Оганесян: Вы организовали конкурс среди девочек и девушек на самую длинную косу. Как это родилось? Об этом спрашивает слушательница из Москвы и приводит название: конкурс-праздник среди девушек и девочек на самую длинную косу «Марья-краса — длинная коса», исследование истории жизни русской деревни, освещение больших праздников как народных, так и церковных.

Рожнова: Был потрясающий замысел. Нет у нас мужика с широкой душой. Дело в том, что конкурс требовал затрат. Первое — это сцена, второе — оплатить приезд девочек с косами из России на этот конкурс. В любую школу, куда ни зайди, девочка с косой всегда на виду. Ей говорят вслед, что она старомодная. Ей девочки, которые красятся, пудрятся, говорят, дескать, куда и зачем ты такая.

Но это гордость — носить волосы. Волосы — это ее характер, ее родовая память, ее будущее как женщины, как матери, которая будет воспитывать ребенка. Все это заложено в женских волосах, в этой красоте. И девочки, которые не остригали свои волосы, а заплетали в косу, приезжали на этот праздник.

Когда проходил первый этап конкурса, надо распустить волосы — вдруг у нее коса приплетенная. Девочки выходили с распущенными волосами, и волосы вились по спине и иногда следом по полу. Вот такие были косы.

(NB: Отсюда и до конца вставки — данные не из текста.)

//! Fragrance and music catalog shown at the exhibition.
//!
//! The fragrance list is embedded in the binary via `include_str!`; an
//! optional directory containing `fragrances.json` can replace it. Every
//! catalog is validated on load so the generator can rely on its shape:
//! 30 unique ids, 10 per room, each room's season label fixed.

pub mod fragrance;
pub mod genre;

use std::collections::HashSet;
use std::path::Path;

use serde::{Serialize, Deserialize};
use tracing::info;

use crate::error::{ArchiveError, Result};

pub use fragrance::{Exhibition, Fragrance, SeasonBucket};
pub use genre::MusicGenre;

const DEFAULT_FRAGRANCES_JSON: &str = include_str!("../../data/defaults/fragrances.json");

/// Fragrances per exhibition room.
pub const FRAGRANCES_PER_EXHIBITION: usize = 10;

/// Fragrance ids run from 1 to this value.
pub const TOTAL_FRAGRANCES: usize = FRAGRANCES_PER_EXHIBITION * 3;

/// Container for deserializing the fragrances JSON file.
#[derive(Clone, Debug, Serialize, Deserialize)]
pub struct FragrancesFile {
    pub fragrances: Vec<Fragrance>,
}

/// Read-only fragrance registry, loaded once at startup.
#[derive(Clone, Debug)]
pub struct Catalog {
    fragrances: Vec<Fragrance>,
    /// Fragrance ids per room, in file order.
    groups: [Vec<u32>; 3],
}

impl Catalog {
    /// Load from the defaults compiled into the binary.
    pub fn defaults() -> Self {
        let file: FragrancesFile = serde_json::from_str(DEFAULT_FRAGRANCES_JSON)
            .expect("Failed to parse embedded fragrances.json");
        Self::from_fragrances(file.fragrances)
            .expect("Embedded fragrances.json violates catalog invariants")
    }

    /// Load `fragrances.json` from a directory, falling back to the defaults
    /// when the directory has none.
    pub fn load_from(dir: &Path) -> Result<Self> {
        let path = dir.join("fragrances.json");
        if !path.exists() {
            return Ok(Self::defaults());
        }
        let contents = std::fs::read_to_string(&path).map_err(|e| ArchiveError::io(&path, e))?;
        let file: FragrancesFile =
            serde_json::from_str(&contents).map_err(|e| ArchiveError::json(&path, e))?;
        let catalog = Self::from_fragrances(file.fragrances)?;
        info!(path = %path.display(), "loaded fragrance catalog override");
        Ok(catalog)
    }

    /// Build a catalog from a fragrance list, checking its invariants.
    pub fn from_fragrances(fragrances: Vec<Fragrance>) -> Result<Self> {
        let mut seen = HashSet::new();
        let mut groups: [Vec<u32>; 3] = Default::default();

        for frag in &fragrances {
            if !(1..=TOTAL_FRAGRANCES as u32).contains(&frag.id) {
                return Err(ArchiveError::InvalidCatalog(format!(
                    "fragrance id {} outside 1..={}",
                    frag.id, TOTAL_FRAGRANCES,
                )));
            }
            if !seen.insert(frag.id) {
                return Err(ArchiveError::InvalidCatalog(format!("duplicate fragrance id {}", frag.id)));
            }
            if frag.season_label != frag.exhibition.season() {
                return Err(ArchiveError::InvalidCatalog(format!(
                    "fragrance {} is in exhibition {} but labelled {}",
                    frag.id, frag.exhibition, frag.season_label,
                )));
            }
            groups[frag.exhibition.index()].push(frag.id);
        }

        for ex in Exhibition::ALL {
            let size = groups[ex.index()].len();
            if size != FRAGRANCES_PER_EXHIBITION {
                return Err(ArchiveError::InvalidCatalog(format!(
                    "exhibition {} has {} fragrances, expected {}",
                    ex, size, FRAGRANCES_PER_EXHIBITION,
                )));
            }
        }

        Ok(Self { fragrances, groups })
    }

    pub fn fragrances(&self) -> &[Fragrance] {
        &self.fragrances
    }

    pub fn get(&self, id: u32) -> Option<&Fragrance> {
        self.fragrances.iter().find(|f| f.id == id)
    }

    /// Ids of the fragrances shown in a room, in catalog order.
    pub fn group(&self, exhibition: Exhibition) -> &[u32] {
        &self.groups[exhibition.index()]
    }

    /// Room of a fragrance id, if the id exists.
    pub fn exhibition_of(&self, id: u32) -> Option<Exhibition> {
        self.get(id).map(|f| f.exhibition)
    }
}

impl Default for Catalog {
    fn default() -> Self {
        Self::defaults()
    }
}
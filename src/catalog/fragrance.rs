//! Fragrance records, exhibition rooms and seasonal buckets.

use std::fmt;
use serde::{Serialize, Deserialize};

// =============================================================================
// EXHIBITION
// =============================================================================

/// One of the three exhibition rooms. Serialized as its room number.
#[derive(Clone, Copy, Debug, PartialEq, Eq, Hash, PartialOrd, Ord, Serialize, Deserialize)]
#[serde(try_from = "u8", into = "u8")]
pub enum Exhibition {
    First = 1,
    Second = 2,
    Third = 3,
}

impl Exhibition {
    /// All rooms in visiting order.
    pub const ALL: [Exhibition; 3] = [Exhibition::First, Exhibition::Second, Exhibition::Third];

    pub fn number(self) -> u8 {
        self as u8
    }

    /// Zero-based slot index (room 1 -> 0).
    pub fn index(self) -> usize {
        self as usize - 1
    }

    /// The season whose fragrances are shown in this room.
    pub fn season(self) -> SeasonBucket {
        match self {
            Exhibition::First => SeasonBucket::SpringFall,
            Exhibition::Second => SeasonBucket::Summer,
            Exhibition::Third => SeasonBucket::Winter,
        }
    }

    /// The two rooms other than `self`, ascending.
    pub fn others(self) -> [Exhibition; 2] {
        match self {
            Exhibition::First => [Exhibition::Second, Exhibition::Third],
            Exhibition::Second => [Exhibition::First, Exhibition::Third],
            Exhibition::Third => [Exhibition::First, Exhibition::Second],
        }
    }
}

impl TryFrom<u8> for Exhibition {
    type Error = String;

    fn try_from(value: u8) -> Result<Self, Self::Error> {
        match value {
            1 => Ok(Exhibition::First),
            2 => Ok(Exhibition::Second),
            3 => Ok(Exhibition::Third),
            other => Err(format!("exhibition must be 1, 2 or 3 (got {})", other)),
        }
    }
}

impl From<Exhibition> for u8 {
    fn from(exhibition: Exhibition) -> u8 {
        exhibition.number()
    }
}

impl fmt::Display for Exhibition {
    fn fmt(&self, f: &mut fmt::Formatter<'_>) -> fmt::Result {
        write!(f, "{}", self.number())
    }
}

// =============================================================================
// SEASON BUCKET
// =============================================================================

/// Coarse season label used both for fragrances and for visit dates.
#[derive(Clone, Copy, Debug, PartialEq, Eq, Hash, Serialize, Deserialize)]
pub enum SeasonBucket {
    #[serde(rename = "봄가을")]
    SpringFall,
    #[serde(rename = "여름")]
    Summer,
    #[serde(rename = "겨울")]
    Winter,
}

impl SeasonBucket {
    pub const ALL: [SeasonBucket; 3] = [SeasonBucket::SpringFall, SeasonBucket::Summer, SeasonBucket::Winter];

    /// Bucket of a visit month (1-12): May-Aug summer, Nov-Feb winter, the rest spring/fall.
    pub fn from_month(month: u32) -> Self {
        match month {
            5..=8 => SeasonBucket::Summer,
            11 | 12 | 1 | 2 => SeasonBucket::Winter,
            _ => SeasonBucket::SpringFall,
        }
    }

    /// The room that showcases this season.
    pub fn exhibition(self) -> Exhibition {
        match self {
            SeasonBucket::SpringFall => Exhibition::First,
            SeasonBucket::Summer => Exhibition::Second,
            SeasonBucket::Winter => Exhibition::Third,
        }
    }

    pub fn label(self) -> &'static str {
        match self {
            SeasonBucket::SpringFall => "봄가을",
            SeasonBucket::Summer => "여름",
            SeasonBucket::Winter => "겨울",
        }
    }
}

impl fmt::Display for SeasonBucket {
    fn fmt(&self, f: &mut fmt::Formatter<'_>) -> fmt::Result {
        f.write_str(self.label())
    }
}

// =============================================================================
// FRAGRANCE
// =============================================================================

/// A fragrance on display in one of the rooms.
#[derive(Clone, Debug, PartialEq, Serialize, Deserialize)]
#[serde(rename_all = "camelCase")]
pub struct Fragrance {
    pub id: u32,
    pub name: String,
    /// Product label, e.g. "AC'SCENT 01".
    pub display_name: String,
    /// Main notes, most prominent first.
    pub notes: Vec<String>,
    pub exhibition: Exhibition,
    pub season_label: SeasonBucket,
}

impl Fragrance {
    /// Notes joined for display ("블랙베리, 베르가못").
    pub fn notes_label(&self) -> String {
        self.notes.join(", ")
    }
}
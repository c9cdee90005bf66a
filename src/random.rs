//! Seeded random source for archive generation.
//!
//! A small linear congruential generator whose output sequence is part of
//! the archive's contract: the same seed always yields the same responses,
//! so the draw sequence must never change.

/// Seed used for the published archive.
pub const DEFAULT_SEED: u64 = 12345;

const MULTIPLIER: u64 = 9301;
const INCREMENT: u64 = 49297;
const MODULUS: u64 = 233280;

/// Anything that yields uniform draws in [0, 1).
///
/// Samplers are written against this trait so tests can script exact draws.
pub trait DrawSource {
    /// Advance and return the next value in [0, 1).
    fn draw(&mut self) -> f64;
}

/// Deterministic LCG: `seed = (seed * 9301 + 49297) mod 233280`.
#[derive(Clone, Debug, PartialEq, Eq)]
pub struct SeededRandom {
    seed: u64,
}

impl SeededRandom {
    pub fn new(seed: u64) -> Self {
        Self { seed: seed % MODULUS }
    }

    /// Restart the sequence from `seed`.
    pub fn reset(&mut self, seed: u64) {
        self.seed = seed % MODULUS;
    }

    /// Current internal state.
    pub fn state(&self) -> u64 {
        self.seed
    }

    pub fn next(&mut self) -> f64 {
        self.seed = (self.seed * MULTIPLIER + INCREMENT) % MODULUS;
        self.seed as f64 / MODULUS as f64
    }
}

impl Default for SeededRandom {
    fn default() -> Self {
        Self::new(DEFAULT_SEED)
    }
}

impl DrawSource for SeededRandom {
    fn draw(&mut self) -> f64 {
        self.next()
    }
}

/// Replays a fixed list of draws and counts how many were taken.
#[cfg(test)]
pub(crate) struct ScriptedDraws {
    values: Vec<f64>,
    pub taken: usize,
}

#[cfg(test)]
impl ScriptedDraws {
    pub(crate) fn new(values: &[f64]) -> Self {
        Self { values: values.to_vec(), taken: 0 }
    }
}

#[cfg(test)]
impl DrawSource for ScriptedDraws {
    fn draw(&mut self) -> f64 {
        let value = self.values[self.taken];
        self.taken += 1;
        value
    }
}
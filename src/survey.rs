//! Survey response record: the shape the kiosk stores and the dashboard reads.

use std::fmt;
use std::str::FromStr;
use serde::de::Error as _;
use serde::{Deserialize, Deserializer, Serialize};

use crate::catalog::{Exhibition, MusicGenre, SeasonBucket};
use crate::error::ArchiveError;

/// Visitor gender as asked at intake.
#[derive(Clone, Copy, Debug, PartialEq, Eq, Hash, Serialize, Deserialize)]
pub enum Gender {
    #[serde(rename = "남성")]
    Male,
    #[serde(rename = "여성")]
    Female,
}

impl Gender {
    pub fn label(self) -> &'static str {
        match self {
            Gender::Male => "남성",
            Gender::Female => "여성",
        }
    }
}

impl fmt::Display for Gender {
    fn fmt(&self, f: &mut fmt::Formatter<'_>) -> fmt::Result {
        f.write_str(self.label())
    }
}

/// Blend ratio between the emphasized fragrance and the other two.
#[derive(Clone, Copy, Debug, PartialEq, Eq, Hash, Serialize, Deserialize)]
pub enum FragranceRatio {
    #[serde(rename = "60/20/20")]
    Bold,
    #[serde(rename = "40/30/30")]
    Balanced,
}

impl FragranceRatio {
    pub fn label(self) -> &'static str {
        match self {
            FragranceRatio::Bold => "60/20/20",
            FragranceRatio::Balanced => "40/30/30",
        }
    }
}

impl fmt::Display for FragranceRatio {
    fn fmt(&self, f: &mut fmt::Formatter<'_>) -> fmt::Result {
        f.write_str(self.label())
    }
}

/// One stored survey record.
///
/// Field names serialize in camelCase; that JSON shape is what the storage
/// blob and the dashboard expect. The kiosk leaves the room picks, the
/// emphasized room and the rating out when the visitor skipped them, and
/// writes an empty season when the emphasized room has no pick. Generated
/// records always carry every field.
#[derive(Clone, Debug, PartialEq, Serialize, Deserialize)]
#[serde(rename_all = "camelCase")]
pub struct SurveyResponse {
    pub id: String,
    pub age: u32,
    pub gender: Gender,
    /// The visitor's main fragrance; always one of the three slots.
    pub selected_fragrance_id: u32,
    pub fragrance_name: String,
    /// Season bucket the main fragrance was sampled under.
    #[serde(default, deserialize_with = "blank_as_none", skip_serializing_if = "Option::is_none")]
    pub season: Option<SeasonBucket>,
    pub music_genre: MusicGenre,
    pub fragrance_ratio: FragranceRatio,
    #[serde(default, skip_serializing_if = "Option::is_none")]
    pub emphasized_fragrance: Option<Exhibition>,
    #[serde(default, skip_serializing_if = "Option::is_none")]
    pub selected_fragrance1: Option<u32>,
    #[serde(default, skip_serializing_if = "Option::is_none")]
    pub selected_fragrance2: Option<u32>,
    #[serde(default, skip_serializing_if = "Option::is_none")]
    pub selected_fragrance3: Option<u32>,
    /// 1-5; generated records only use 3-5.
    #[serde(default, skip_serializing_if = "Option::is_none")]
    pub satisfaction: Option<u8>,
    /// Milliseconds since the Unix epoch. Fractional values are floored on read.
    #[serde(deserialize_with = "floor_millis")]
    pub timestamp: i64,
}

fn blank_as_none<'de, D>(deserializer: D) -> Result<Option<SeasonBucket>, D::Error>
where
    D: Deserializer<'de>,
{
    let label: Option<String> = Option::deserialize(deserializer)?;
    match label.as_deref().map(str::trim) {
        None | Some("") => Ok(None),
        Some(label) => SeasonBucket::ALL
            .into_iter()
            .find(|s| s.label() == label)
            .map(Some)
            .ok_or_else(|| D::Error::custom(format!("unknown season '{}'", label))),
    }
}

fn floor_millis<'de, D>(deserializer: D) -> Result<i64, D::Error>
where
    D: Deserializer<'de>,
{
    let millis = f64::deserialize(deserializer)?;
    if !millis.is_finite() {
        return Err(D::Error::custom("timestamp is not a finite number"));
    }
    Ok(millis.floor() as i64)
}

impl SurveyResponse {
    /// The fragrance id chosen in a given room, if any.
    pub fn slot(&self, exhibition: Exhibition) -> Option<u32> {
        match exhibition {
            Exhibition::First => self.selected_fragrance1,
            Exhibition::Second => self.selected_fragrance2,
            Exhibition::Third => self.selected_fragrance3,
        }
    }

    pub fn slots(&self) -> [Option<u32>; 3] {
        [self.selected_fragrance1, self.selected_fragrance2, self.selected_fragrance3]
    }

    /// Whether `id` sits in one of the three slots.
    pub fn holds(&self, id: u32) -> bool {
        self.slots().contains(&Some(id))
    }

    /// Fragrance id in the emphasized slot.
    pub fn emphasized_fragrance_id(&self) -> Option<u32> {
        self.slot(self.emphasized_fragrance?)
    }

    pub fn age_group(&self) -> AgeGroup {
        AgeGroup::of(self.age)
    }
}

// =============================================================================
// AGE GROUPS
// =============================================================================

/// Dashboard age bucket.
#[derive(Clone, Copy, Debug, PartialEq, Eq, Hash, PartialOrd, Ord, Serialize, Deserialize)]
pub enum AgeGroup {
    #[serde(rename = "10대")]
    Teens,
    #[serde(rename = "20대")]
    Twenties,
    #[serde(rename = "30대")]
    Thirties,
    #[serde(rename = "40대")]
    Forties,
    #[serde(rename = "50대 이상")]
    FiftiesPlus,
}

impl AgeGroup {
    pub const ALL: [AgeGroup; 5] = [
        AgeGroup::Teens,
        AgeGroup::Twenties,
        AgeGroup::Thirties,
        AgeGroup::Forties,
        AgeGroup::FiftiesPlus,
    ];

    pub fn of(age: u32) -> Self {
        match age {
            0..=19 => AgeGroup::Teens,
            20..=29 => AgeGroup::Twenties,
            30..=39 => AgeGroup::Thirties,
            40..=49 => AgeGroup::Forties,
            _ => AgeGroup::FiftiesPlus,
        }
    }

    pub fn label(self) -> &'static str {
        match self {
            AgeGroup::Teens => "10대",
            AgeGroup::Twenties => "20대",
            AgeGroup::Thirties => "30대",
            AgeGroup::Forties => "40대",
            AgeGroup::FiftiesPlus => "50대 이상",
        }
    }
}

impl fmt::Display for AgeGroup {
    fn fmt(&self, f: &mut fmt::Formatter<'_>) -> fmt::Result {
        f.write_str(self.label())
    }
}

impl FromStr for AgeGroup {
    type Err = ArchiveError;

    fn from_str(s: &str) -> Result<Self, Self::Err> {
        AgeGroup::ALL
            .into_iter()
            .find(|g| g.label() == s.trim())
            .ok_or_else(|| ArchiveError::UnknownLabel { kind: "age group", value: s.to_string() })
    }
}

Такие праздники мы проводили 15 лет.

Ни одна из героинь нашего конкурса в жизни не оступилась, наоборот, они подняли в жизни — я знаю судьбы многих девочек.

Оганесян: А что сейчас с этим конкурсом? Никто не поддержал финансово?

Рожнова: Да, ни одна широкая душа не поддержала.

Оганесян: Из Солнечногорска нам напоминают, что еще одна ваша большая работа — «Русский народный календарь». Вы упомянули о нем. О чем она?

Рожнова: Да, говорили, но дело в том, что эта книга тоже практически никому не нужна. Каждый день года описан с его приметами, обычаями, обрядами, заповедями. Сам день или период месяца определял рождение той или иной души, когда она встрепенется и появится в этом мире и о чем надо подумать родителям, чтобы человек не затерялся на земле. Когда можно было издавать книги, было сложно выпустить полностью в объеме эту работу.

Оганесян: Это в каком году?

Рожнова: Это где-то до 1990-х годов.

Оганесян: Сейчас она не переиздавалась?

Рожнова: Нет. С издательством «Аиф-Принт» мы заключили договор сначала на четыре тома, потом они сократили до двух, а потом уже и до одного.

Оганесян: А погодные приметы сохраняются? Или все сбилось из-за изменения климата?

Рожнова: Недавно синоптики говорили в одной из передач, что они прослеживают состояние природы и по нашему месяцеслову.

Оганесян: Говорят, что с климатом происходит что-то невообразимое, а генетическая память, про которую вы говорили, которая вылилась в написание календаря, все еще актуальна.

Я очень признателен вам, потому что в этой передаче вы вернули нам тот мир, который мы, к сожалению, основательно забыли.